IP Protocol Versions

Two versions of IP are in use today: version 4 and version 6. IPv4 is the existing standard that was created in the late 1970s. IPv6 is the new standard.

IPv4

Three parts are used in configuring communication with IPv4: the IP address, subnet mask, and default gateway.

IP Address

IPv4 consists of 32-bit addresses, commonly expressed as dotted quads-four, 8-bit parts separated by periods; for example, 192.168.0.1. IPv4 has some problems, however, because the address space it provides is not large enough to handle the demand for addresses. This is partly due to the inefficient allocation of addresses. Many people are using private address and proxy servers to limit the number of public addresses being used. Still, with more and more machines connecting on the Internet, the IPv4 address space will run out at some point in time. IPv6 was created to resolve that problem by providing a larger address space from which to choose.

Subnet Mask

The subnet mask determines which parts of the IP address are the network and node portions. A subnet mask is another dotted quad address that 'masks' the portion of the IP address to determine where the break from network address to node address occurs. A typical subnet mask looks something like this: 255.255.255.0. Here, the first three octets are the network number and the last octet is the node number. Applying that to the IP address in our example, the following is true:

IP Address 192.168.0.1 Subnet Mask  255.255.255.0 Comparing this IP address and subnet mask, the network number is 192.168.0, and the node number is .1

For the purposes of this book, that's really all the details about IP addressing that you need to know. However, if you're curious, here's a little more technical information. The best way to represent IP addresses and subnet masks, and to understand the math behind how they work, is to represent them as binary numbers (1's and 0's):

• The IP address 192.168.0.1 would be represented in binary numbers as 110000.10101000.00000000.00000001

• The subnet mask 255.255.255.0 would be represented in binary numbers as 11111111.11111111.11111111.00000000

This subnet mask is also referred to as /24, because it contains 24 bits (1's). So if you see 192.168.0.0 /24, for example, you know the mask refers to the block of addresses from 192.168.0.0 through 192.168.0.255, and the subnet mask is 255.255.255.0. Now we can apply a more granular subnet mask here, remembering that the subnet mask for all devices has to be the same for them to be on the same network. The rule to follow is 'different subnet mask, different network.'

Default Gateway

Communicating to all the devices with the same network number is easy: just send out the packet, and it'll get there. Communicating across subnets is more involved, however, and this is where the default gateway comes in. The default gateway is an IP address of a device that resides on the same subnet. That device has more than one network connection, and it can 'route' packets from one subnet to another because it is aware of different connections.

IPv6

IPv6 has a 128-bit address space, which provides enough address space so that each square foot on the planet could have its own IP address with room to spare. IPv6 does have a long way to go before it becomes the protocol of choice, however, because IPv4 is deeply ingrained into every piece of networking. IPv6 support in Windows Server 2003 (WS03) is somewhat limited.

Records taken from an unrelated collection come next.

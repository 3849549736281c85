//! # Ledger Checkpoints
//!
//! Snapshot and restore of the full [`LedgerState`] via `bincode`, plus
//! a consistency check to run after every restore.
//!
//! ## Invariants Checked
//!
//! 1. Every network is keyed by its own identifier.
//! 2. Every pass is keyed by its own identifier.
//! 3. Every pass identifier equals the derivation of its
//!    `(owner, network, constraint)` under the ledger's addressing scheme.
//! 4. Every pass references an existing network.
//! 5. Every pass's flags are defined in its network.
//! 6. Every network's required mask is defined in its catalogue.

use std::fs;
use std::path::Path;

use anyhow::{Context, Result};
use tracing::info;

use gatepass_common::gateway::PassAddressing;

use crate::state::LedgerState;

// ════════════════════════════════════════════════════════════════════════════════
// CHECKPOINTS
// ════════════════════════════════════════════════════════════════════════════════

/// Serialize the full ledger state.
pub fn create_checkpoint(state: &LedgerState) -> Result<Vec<u8>> {
    let bytes = bincode::serialize(state)
        .map_err(|e| anyhow::anyhow!("checkpoint serialization failed: {}", e))?;
    Ok(bytes)
}

/// Restore a ledger state from [`create_checkpoint`] bytes.
///
/// The restored state has the same state root as the one checkpointed.
pub fn restore_from_checkpoint(data: &[u8]) -> Result<LedgerState> {
    let state: LedgerState = bincode::deserialize(data)
        .map_err(|e| anyhow::anyhow!("checkpoint deserialization failed: {}", e))?;
    Ok(state)
}

/// Write a checkpoint to `path`, creating parent directories as needed.
pub fn save_checkpoint(state: &LedgerState, path: impl AsRef<Path>) -> Result<()> {
    let path = path.as_ref();
    if let Some(parent) = path.parent() {
        if !parent.as_os_str().is_empty() {
            fs::create_dir_all(parent)
                .with_context(|| format!("creating checkpoint dir {}", parent.display()))?;
        }
    }
    let bytes = create_checkpoint(state)?;
    fs::write(path, &bytes).with_context(|| format!("writing checkpoint {}", path.display()))?;
    info!(
        path = %path.display(),
        bytes = bytes.len(),
        passes = state.pass_count(),
        networks = state.network_count(),
        "checkpoint saved"
    );
    Ok(())
}

/// Read a checkpoint from `path`.
pub fn load_checkpoint(path: impl AsRef<Path>) -> Result<LedgerState> {
    let path = path.as_ref();
    let bytes = fs::read(path).with_context(|| format!("reading checkpoint {}", path.display()))?;
    let state = restore_from_checkpoint(&bytes)?;
    info!(
        path = %path.display(),
        passes = state.pass_count(),
        networks = state.network_count(),
        "checkpoint loaded"
    );
    Ok(state)
}

// ════════════════════════════════════════════════════════════════════════════════
// CONSISTENCY VALIDATION
// ════════════════════════════════════════════════════════════════════════════════

/// Check the structural invariants of a (restored) ledger.
///
/// Returns the first violation found, as a human-readable message.
pub fn validate_ledger_consistency<A: PassAddressing>(
    state: &LedgerState,
    addressing: &A,
) -> Result<(), String> {
    for (key, network) in &state.networks {
        if *key != network.id {
            return Err(format!("network keyed at {} has id {}", key, network.id));
        }
        let undefined = network.required_mask.difference(network.defined_mask());
        if !undefined.is_empty() {
            return Err(format!(
                "network {} requires undefined flags {}",
                network.id, undefined
            ));
        }
    }

    for (key, pass) in &state.passes {
        if *key != pass.id {
            return Err(format!("pass keyed at {} has id {}", key, pass.id));
        }

        let derived = addressing.pass_id(&pass.owner, &pass.network, pass.constraint);
        if derived != pass.id {
            return Err(format!(
                "pass {} does not match derived identifier {}",
                pass.id, derived
            ));
        }

        let network = state
            .networks
            .get(&pass.network)
            .ok_or_else(|| format!("pass {} references missing network {}", pass.id, pass.network))?;

        if !pass.flags.is_subset_of(network.defined_mask()) {
            return Err(format!(
                "pass {} carries flags {} undefined in network {}",
                pass.id, pass.flags, network.id
            ));
        }
    }

    Ok(())
}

IPv6 addresses are commonly expressed as eight sets of 16-bit hex addresses (for example, FEAD:D8F1:FFA0:FAB7:1234:5678:9012:FF1A). As you can see, it's much larger than an IPv4 address and using it will make systems such as the DNS, which performs IP address to hostname resolution, all the more important. It's hard enough to remember the 4-octect IP addresses we use today; remembering eight 16-bit hex addresses is neigh impossible.

IPv6 can be configured automatically or manually. Automatic configuration has three options:

• Stateless Stateless configuration is accomplished through router advertisement messages. This is different than what occurs with DHCPv6. The router advertisements contain the information the client needs to set the IP address and default gateway information. This is the only type of auto configuration that WS03 supports.

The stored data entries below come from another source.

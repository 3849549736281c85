//! # Pass Registry
//!
//! Bundles [`PolicyStore`], [`LifecycleEngine`] and [`PassQuery`] over one
//! shared ledger and one addressing scheme, configured from a
//! [`GatepassConfig`].

use std::sync::Arc;

use anyhow::Result;

use gatepass_common::gateway::{PassAddressing, VerificationOptions};
use gatepass_common::GatepassConfig;

use super::lifecycle::LifecycleEngine;
use super::persistence::{load_checkpoint, save_checkpoint, validate_ledger_consistency};
use super::policy::PolicyStore;
use super::query::PassQuery;
use crate::state::{LedgerStorage, MemoryLedger};

pub struct PassRegistry<S, A> {
    storage: Arc<S>,
    config: GatepassConfig,
    pub policy: PolicyStore<S, A>,
    pub lifecycle: LifecycleEngine<S, A>,
    pub query: PassQuery<S, A>,
}

impl<S: LedgerStorage, A: PassAddressing + Clone> PassRegistry<S, A> {
    pub fn new(storage: Arc<S>, addressing: A, config: GatepassConfig) -> Self {
        PassRegistry {
            policy: PolicyStore::with_addressing(Arc::clone(&storage), addressing.clone()),
            lifecycle: LifecycleEngine::from_config(Arc::clone(&storage), addressing.clone(), &config),
            query: PassQuery::with_addressing(Arc::clone(&storage), addressing),
            storage,
            config,
        }
    }

    pub fn storage(&self) -> &Arc<S> {
        &self.storage
    }

    pub fn config(&self) -> &GatepassConfig {
        &self.config
    }

    /// Relying-party defaults from the configuration.
    pub fn default_verification(&self) -> VerificationOptions {
        self.config.verification_options()
    }
}

impl<A: PassAddressing + Clone> PassRegistry<MemoryLedger, A> {
    /// Empty in-memory registry.
    pub fn in_memory(addressing: A, config: GatepassConfig) -> Self {
        Self::new(Arc::new(MemoryLedger::new()), addressing, config)
    }

    /// In-memory registry restored from the configured checkpoint.
    ///
    /// Starts empty when no checkpoint path is configured or the file
    /// does not exist yet. A checkpoint that fails the consistency check
    /// is rejected.
    pub fn open(addressing: A, config: GatepassConfig) -> Result<Self> {
        let state = match config.checkpoint_path.as_deref() {
            Some(path) if std::path::Path::new(path).exists() => {
                let state = load_checkpoint(path)?;
                validate_ledger_consistency(&state, &addressing)
                    .map_err(|e| anyhow::anyhow!("inconsistent checkpoint {}: {}", path, e))?;
                state
            }
            _ => Default::default(),
        };
        Ok(Self::new(Arc::new(MemoryLedger::from_state(state)), addressing, config))
    }

    /// Write the committed state to the configured checkpoint path.
    /// Returns `false` when no path is configured.
    pub fn checkpoint(&self) -> Result<bool> {
        match self.config.checkpoint_path.as_deref() {
            Some(path) => {
                save_checkpoint(&self.storage.snapshot(), path)?;
                Ok(true)
            }
            None => Ok(false),
        }
    }
}
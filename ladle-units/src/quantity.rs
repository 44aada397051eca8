//! Amounts paired with their unit

use std::fmt;
use serde::Serialize;
use crate::{convert, convert_amount_to_system, get_unit, MeasurementSystem, Unit, UnitError};

/// An amount expressed in a registered unit
#[derive(Debug, Clone, Copy, PartialEq, Serialize)]
pub struct Quantity {
    pub amount: f64,
    pub unit: &'static Unit,
}

impl Quantity {
    pub fn new(amount: f64, unit: &'static Unit) -> Self {
        Quantity { amount, unit }
    }

    /// Build from an amount and a unit name
    pub fn parse(amount: f64, unit_name: &str) -> Result<Self, UnitError> {
        get_unit(unit_name)
            .map(|unit| Quantity::new(amount, unit))
            .ok_or_else(|| UnitError::UnknownUnit(unit_name.to_string()))
    }

    /// Amount in the base unit of this quantity's kind
    pub fn base_amount(&self) -> f64 {
        self.unit.to_base(self.amount)
    }

    /// Re-express in another unit of the same kind
    pub fn to_unit(&self, unit_name: &str) -> Result<Quantity, UnitError> {
        let amount = convert(self.amount, self.unit.name, unit_name)?;
        Quantity::parse(amount, unit_name)
    }

    /// Re-express in the most readable unit of `target`
    pub fn to_system(&self, target: MeasurementSystem) -> Result<Quantity, UnitError> {
        convert_amount_to_system(self.amount, self.unit.name, target)
    }
}

/// Format an amount with at most two decimals and no trailing zeros
pub fn format_amount(amount: f64) -> String {
    let s = format!("{:.2}", amount);
    let s = s.trim_end_matches('0').trim_end_matches('.');
    if s == "-0" {
        "0".to_string()
    } else {
        s.to_string()
    }
}

impl fmt::Display for Quantity {
    fn fmt(&self, f: &mut fmt::Formatter<'_>) -> fmt::Result {
        write!(f, "{} {}", format_amount(self.amount), self.unit)
    }
}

• Stateful Stateful configuration is accomplished through the use of a configuration protocol, like DHCPv6, to obtain all the information needed to configure the interface.

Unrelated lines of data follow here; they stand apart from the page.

//! Conversion functions for Ladle
//!
//! Everything goes through the base unit of the quantity's kind. Amounts are
//! plain `f64` and are never rounded here; rounding is a display concern
//! (see [`Quantity`]'s `Display`).

use tracing::{debug, trace};
use crate::{get_unit, units_where, MeasurementSystem, Quantity, Unit, UnitError, UnitKind};

fn resolve(unit_name: &str) -> Result<&'static Unit, UnitError> {
    get_unit(unit_name).ok_or_else(|| UnitError::UnknownUnit(unit_name.to_string()))
}

/// Convert an amount in `unit_name` to its kind's base unit
///
/// `to_base(2.0, "kg")` is `2000.0` (grams).
pub fn to_base(amount: f64, unit_name: &str) -> Result<f64, UnitError> {
    Ok(resolve(unit_name)?.to_base(amount))
}

/// Convert an amount in the base unit to `unit_name`
///
/// `from_base(480.0, "cup")` is `2.0`.
pub fn from_base(base_amount: f64, unit_name: &str) -> Result<f64, UnitError> {
    Ok(resolve(unit_name)?.from_base(base_amount))
}

/// Convert directly between two units of the same kind
pub fn convert(amount: f64, from: &str, to: &str) -> Result<f64, UnitError> {
    let from_unit = resolve(from)?;
    let to_unit = resolve(to)?;

    if !from_unit.is_compatible(to_unit) {
        return Err(UnitError::IncompatibleKinds {
            from: from.to_string(),
            to: to.to_string(),
            from_kind: from_unit.kind,
            to_kind: to_unit.kind,
        });
    }

    Ok(to_unit.from_base(from_unit.to_base(amount)))
}

/// Re-express an amount in the most readable unit of `target`
///
/// Count and neutral units come back unchanged, as do amounts already in the
/// target system and kinds with no unit registered under `target`. Otherwise
/// the amount goes through base and the nicest target unit is picked by
/// [`select_nicest`].
pub fn convert_amount_to_system(
    amount: f64,
    unit_name: &str,
    target: MeasurementSystem,
) -> Result<Quantity, UnitError> {
    let unit = resolve(unit_name)?;
    let unchanged = Quantity::new(amount, unit);

    if unit.kind == UnitKind::Count || unit.system == MeasurementSystem::Neutral {
        debug!(unit = unit.name, "count unit, not converting between systems");
        return Ok(unchanged);
    }

    if unit.system == target {
        return Ok(unchanged);
    }

    let base_amount = unit.to_base(amount);
    let candidates: Vec<&'static Unit> = units_where(target, unit.kind).collect();

    match select_nicest(base_amount, &candidates) {
        Some(best) => {
            debug!(
                from = %unchanged,
                to = %best,
                %target,
                "converted between systems"
            );
            Ok(best)
        }
        None => {
            debug!(unit = unit.name, %target, kind = %unit.kind, "no candidate unit in target system");
            Ok(unchanged)
        }
    }
}

/// Pick the most readable representation of `base_amount` among `candidates`
///
/// Scans in order keeping a running best. Amounts of at least 1 beat amounts
/// below 1, and among those the smallest wins. When nothing reaches 1 the
/// largest wins. Returns `None` for an empty candidate list.
///
/// The two sides of 1 are never compared by distance: 1.01 beats 0.99.
pub fn select_nicest(base_amount: f64, candidates: &[&'static Unit]) -> Option<Quantity> {
    let (first, rest) = candidates.split_first()?;
    let mut best = Quantity::new(first.from_base(base_amount), first);

    for &candidate in rest {
        let amount = candidate.from_base(base_amount);

        let replace = if amount >= 1.0 {
            best.amount < 1.0 || amount < best.amount
        } else {
            amount > best.amount && best.amount < 1.0
        };

        trace!(candidate = candidate.name, amount, best = best.unit.name, replace);

        if replace {
            best = Quantity::new(amount, candidate);
        }
    }

    Some(best)
}

#[cfg(test)]
mod tests {
    use super::*;
    use crate::UNITS;
    use approx::{assert_relative_eq, assert_abs_diff_eq};
    use proptest::prelude::*;

    #[test]
    fn test_to_base() {
        assert_relative_eq!(to_base(2.0, "kg").unwrap(), 2000.0);
        assert_relative_eq!(to_base(1.0, "cup").unwrap(), 240.0);
        assert_relative_eq!(to_base(3.0, "tsp").unwrap(), 15.0);
        assert_relative_eq!(to_base(4.0, "clove").unwrap(), 4.0);
    }

    #[test]
    fn test_from_base() {
        assert_relative_eq!(from_base(480.0, "cup").unwrap(), 2.0);
        assert_relative_eq!(from_base(250.0, "kg").unwrap(), 0.25);
        assert_relative_eq!(from_base(453.59237, "lb").unwrap(), 1.0);
    }

    #[test]
    fn test_unknown_unit() {
        assert_eq!(to_base(1.0, "parsec"), Err(UnitError::UnknownUnit("parsec".to_string())));
        assert_eq!(from_base(1.0, "parsec"), Err(UnitError::UnknownUnit("parsec".to_string())));
        assert_eq!(
            convert_amount_to_system(1.0, "parsec", MeasurementSystem::Imperial),
            Err(UnitError::UnknownUnit("parsec".to_string()))
        );
    }

    #[test]
    fn test_convert_direct() {
        assert_relative_eq!(convert(1.0, "tbsp", "tsp").unwrap(), 3.0);
        assert_relative_eq!(convert(2.0, "lb", "oz").unwrap(), 32.0, max_relative = 1e-12);
        assert_relative_eq!(convert(1.5, "L", "ml").unwrap(), 1500.0);
    }

    #[test]
    fn test_convert_incompatible_kinds() {
        let err = convert(100.0, "g", "ml").unwrap_err();
        assert_eq!(
            err,
            UnitError::IncompatibleKinds {
                from: "g".to_string(),
                to: "ml".to_string(),
                from_kind: UnitKind::Mass,
                to_kind: UnitKind::Volume,
            }
        );
        assert!(matches!(convert(1.0, "piece", "cup"), Err(UnitError::IncompatibleKinds { .. })));
    }

    #[test]
    fn test_convert_unknown_target() {
        assert_eq!(convert(1.0, "g", "stone"), Err(UnitError::UnknownUnit("stone".to_string())));
    }

    #[test]
    fn test_count_is_never_converted() {
        for target in MeasurementSystem::ALL {
            let q = convert_amount_to_system(3.0, "piece", target).unwrap();
            assert_eq!(q.amount, 3.0);
            assert_eq!(q.unit.name, "piece");
        }
        let q = convert_amount_to_system(2.0, "clove", MeasurementSystem::Imperial).unwrap();
        assert_eq!(q.unit.name, "clove");
    }

    #[test]
    fn test_same_system_unchanged() {
        let q = convert_amount_to_system(5.0, "kg", MeasurementSystem::Metric).unwrap();
        assert_eq!(q.amount, 5.0);
        assert_eq!(q.unit.name, "kg");

        // not "simplified" to a nicer unit of the same system
        let q = convert_amount_to_system(0.001, "L", MeasurementSystem::Metric).unwrap();
        assert_eq!(q.unit.name, "L");
        assert_eq!(q.amount, 0.001);
    }

    #[test]
    fn test_cup_to_metric_prefers_ml() {
        let q = convert_amount_to_system(1.0, "cup", MeasurementSystem::Metric).unwrap();
        assert_eq!(q.unit.name, "ml");
        assert_relative_eq!(q.amount, 240.0);
    }

    #[test]
    fn test_large_volume_to_metric_prefers_litres() {
        let q = convert_amount_to_system(2.0, "gallon", MeasurementSystem::Metric).unwrap();
        assert_eq!(q.unit.name, "L");
        assert_relative_eq!(q.amount, 7.68, max_relative = 1e-12);
    }

    #[test]
    fn test_grams_to_imperial() {
        let q = convert_amount_to_system(500.0, "g", MeasurementSystem::Imperial).unwrap();
        assert_eq!(q.unit.name, "lb");
        assert_relative_eq!(q.amount, 500.0 / 453.59237, max_relative = 1e-12);

        let q = convert_amount_to_system(100.0, "g", MeasurementSystem::Imperial).unwrap();
        assert_eq!(q.unit.name, "oz");
    }

    #[test]
    fn test_small_volume_to_imperial() {
        let q = convert_amount_to_system(5.0, "ml", MeasurementSystem::Imperial).unwrap();
        assert_eq!(q.unit.name, "tsp");
        assert_relative_eq!(q.amount, 1.0);

        // nothing reaches 1: closest from below
        let q = convert_amount_to_system(2.0, "ml", MeasurementSystem::Imperial).unwrap();
        assert_eq!(q.unit.name, "tsp");
        assert_relative_eq!(q.amount, 0.4);
    }

    #[test]
    fn test_litre_to_imperial_picks_smallest_above_one() {
        let q = convert_amount_to_system(1.0, "L", MeasurementSystem::Imperial).unwrap();
        assert_eq!(q.unit.name, "quart");
        assert_relative_eq!(q.amount, 1000.0 / 960.0, max_relative = 1e-12);
    }

    #[test]
    fn test_no_candidate_falls_back() {
        let q = convert_amount_to_system(250.0, "g", MeasurementSystem::Neutral).unwrap();
        assert_eq!(q.amount, 250.0);
        assert_eq!(q.unit.name, "g");
    }

    #[test]
    fn test_select_nicest_empty() {
        assert!(select_nicest(10.0, &[]).is_none());
    }

    #[test]
    fn test_select_nicest_first_candidate_wins_ties() {
        let tsp = crate::get_unit("tsp").unwrap();
        let q = select_nicest(10.0, &[tsp, tsp]).unwrap();
        assert_eq!(q.unit.name, "tsp");
        assert_relative_eq!(q.amount, 2.0);
    }

    #[test]
    fn test_select_nicest_prefers_above_one_over_closer_below() {
        // 1.01 (above) beats 0.99 (below), even though both are 0.01 away
        let above = Unit::new("above", MeasurementSystem::Metric, UnitKind::Mass, "g", 99.0, 1.0 / 99.0);
        let below = Unit::new("below", MeasurementSystem::Metric, UnitKind::Mass, "g", 101.0, 1.0 / 101.0);
        let above: &'static Unit = Box::leak(Box::new(above));
        let below: &'static Unit = Box::leak(Box::new(below));

        let q = select_nicest(99.99, &[below, above]).unwrap();
        assert_eq!(q.unit.name, "above");
        let q = select_nicest(99.99, &[above, below]).unwrap();
        assert_eq!(q.unit.name, "above");
    }

    #[test]
    fn test_zero_amount() {
        let q = convert_amount_to_system(0.0, "cup", MeasurementSystem::Metric).unwrap();
        assert_eq!(q.unit.name, "ml");
        assert_eq!(q.amount, 0.0);
    }

    proptest! {
        #[test]
        fn prop_round_trip(idx in 0..UNITS.len(), amount in 0.0f64..1.0e9) {
            let unit = &UNITS[idx];
            let back = from_base(to_base(amount, unit.name).unwrap(), unit.name).unwrap();
            prop_assert!((back - amount).abs() <= amount * 1e-9 + f64::EPSILON);
        }

        #[test]
        fn prop_base_consistency(a in 0..UNITS.len(), b in 0..UNITS.len(), amount in 0.0f64..1.0e6) {
            let (u1, u2) = (&UNITS[a], &UNITS[b]);
            prop_assume!(u1.kind == u2.kind);
            let via_base = convert(amount, u1.name, u2.name).unwrap();
            let direct = amount * (u1.factor_to_base / u2.factor_to_base);
            prop_assert!((via_base - direct).abs() <= direct.abs() * 1e-9 + f64::EPSILON);
        }

        #[test]
        fn prop_count_invariance(amount in 0.0f64..1.0e6, target in 0usize..3) {
            let target = MeasurementSystem::ALL[target];
            let q = convert_amount_to_system(amount, "piece", target).unwrap();
            prop_assert_eq!(q.amount, amount);
            prop_assert_eq!(q.unit.name, "piece");
        }

        #[test]
        fn prop_conversion_preserves_quantity(idx in 0..UNITS.len(), amount in 0.0f64..1.0e6) {
            let unit = &UNITS[idx];
            for target in MeasurementSystem::ALL {
                let q = convert_amount_to_system(amount, unit.name, target).unwrap();
                prop_assert_eq!(q.unit.kind, unit.kind);
                let before = unit.to_base(amount);
                let after = q.unit.to_base(q.amount);
                prop_assert!((before - after).abs() <= before * 1e-9 + f64::EPSILON);
            }
        }
    }

    #[test]
    fn test_abs_tolerance_near_zero() {
        assert_abs_diff_eq!(convert(1e-12, "kg", "g").unwrap(), 1e-9, epsilon = 1e-18);
    }
}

• Both This option uses both a configuration protocol and router advertisements to configure the interface.

IPv6 has duplicate address detection built in. After a client gets the configuration information from the router advertisements, it performs the duplicate address detection. If that fails, the interface must be manually configured. If it succeeds, the client can use that address.

IPv6 is a rapidly developing protocol, and new Requests for Comments (RFCs) are emerging frequently. Support for IPv6 in WS03 is available, but it isn't the primary protocol WS03 was designed to use.